## SUPPLIED MATERIAL
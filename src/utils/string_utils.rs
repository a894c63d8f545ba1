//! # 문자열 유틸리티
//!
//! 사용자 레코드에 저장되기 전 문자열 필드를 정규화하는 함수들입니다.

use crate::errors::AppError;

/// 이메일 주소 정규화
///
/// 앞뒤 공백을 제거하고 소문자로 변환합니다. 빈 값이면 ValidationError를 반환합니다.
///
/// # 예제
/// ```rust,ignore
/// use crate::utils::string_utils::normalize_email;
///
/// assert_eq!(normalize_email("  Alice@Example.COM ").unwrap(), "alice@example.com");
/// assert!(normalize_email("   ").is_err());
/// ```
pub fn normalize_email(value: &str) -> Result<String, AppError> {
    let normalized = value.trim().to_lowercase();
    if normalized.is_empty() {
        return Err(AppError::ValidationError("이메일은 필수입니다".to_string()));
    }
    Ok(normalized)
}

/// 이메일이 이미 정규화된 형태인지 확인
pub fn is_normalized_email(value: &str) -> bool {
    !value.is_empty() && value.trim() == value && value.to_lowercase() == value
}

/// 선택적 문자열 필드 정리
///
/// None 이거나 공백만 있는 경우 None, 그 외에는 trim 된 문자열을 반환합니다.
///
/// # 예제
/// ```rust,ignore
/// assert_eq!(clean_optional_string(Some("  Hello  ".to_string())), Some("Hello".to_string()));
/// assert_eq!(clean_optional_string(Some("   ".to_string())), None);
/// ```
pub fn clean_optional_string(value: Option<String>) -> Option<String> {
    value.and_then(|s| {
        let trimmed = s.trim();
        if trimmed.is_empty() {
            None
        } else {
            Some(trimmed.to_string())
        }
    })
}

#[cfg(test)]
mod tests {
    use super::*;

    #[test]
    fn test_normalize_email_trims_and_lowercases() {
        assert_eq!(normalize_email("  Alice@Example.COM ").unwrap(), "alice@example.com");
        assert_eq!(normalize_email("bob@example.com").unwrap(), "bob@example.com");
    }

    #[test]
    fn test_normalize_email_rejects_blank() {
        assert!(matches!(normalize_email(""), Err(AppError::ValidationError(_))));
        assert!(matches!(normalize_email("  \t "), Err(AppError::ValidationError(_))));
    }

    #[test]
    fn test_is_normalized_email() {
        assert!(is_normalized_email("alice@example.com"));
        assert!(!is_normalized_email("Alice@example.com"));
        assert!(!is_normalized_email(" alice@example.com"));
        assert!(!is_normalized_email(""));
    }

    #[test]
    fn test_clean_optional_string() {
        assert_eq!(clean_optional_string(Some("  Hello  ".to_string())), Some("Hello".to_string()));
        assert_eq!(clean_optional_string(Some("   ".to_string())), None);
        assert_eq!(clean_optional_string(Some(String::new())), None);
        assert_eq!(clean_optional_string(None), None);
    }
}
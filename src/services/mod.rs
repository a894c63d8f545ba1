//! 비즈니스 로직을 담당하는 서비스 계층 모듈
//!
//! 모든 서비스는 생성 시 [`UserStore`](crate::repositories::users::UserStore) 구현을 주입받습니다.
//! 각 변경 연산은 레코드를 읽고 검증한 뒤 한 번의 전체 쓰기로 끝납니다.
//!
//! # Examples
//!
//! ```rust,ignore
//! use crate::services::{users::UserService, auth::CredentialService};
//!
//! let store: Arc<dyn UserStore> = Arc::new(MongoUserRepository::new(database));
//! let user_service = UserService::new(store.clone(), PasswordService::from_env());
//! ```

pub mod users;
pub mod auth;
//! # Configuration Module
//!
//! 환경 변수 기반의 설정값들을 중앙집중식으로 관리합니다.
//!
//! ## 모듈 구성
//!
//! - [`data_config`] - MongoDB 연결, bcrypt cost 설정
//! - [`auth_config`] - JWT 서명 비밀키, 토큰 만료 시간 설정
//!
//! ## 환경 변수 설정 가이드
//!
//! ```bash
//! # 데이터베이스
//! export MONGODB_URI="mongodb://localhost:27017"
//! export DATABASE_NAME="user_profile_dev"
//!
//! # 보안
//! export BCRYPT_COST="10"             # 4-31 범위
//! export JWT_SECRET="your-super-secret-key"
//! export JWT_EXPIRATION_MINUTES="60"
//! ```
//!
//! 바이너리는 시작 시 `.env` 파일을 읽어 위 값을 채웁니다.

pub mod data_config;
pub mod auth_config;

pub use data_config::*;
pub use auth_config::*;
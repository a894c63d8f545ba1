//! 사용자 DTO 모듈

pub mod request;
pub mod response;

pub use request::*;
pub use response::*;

## PROBLEM REQUIREMENTS
Each line of the records above that contains the word "utils" should be counted; give the resulting number without further words.

## ANSWER SECTION
2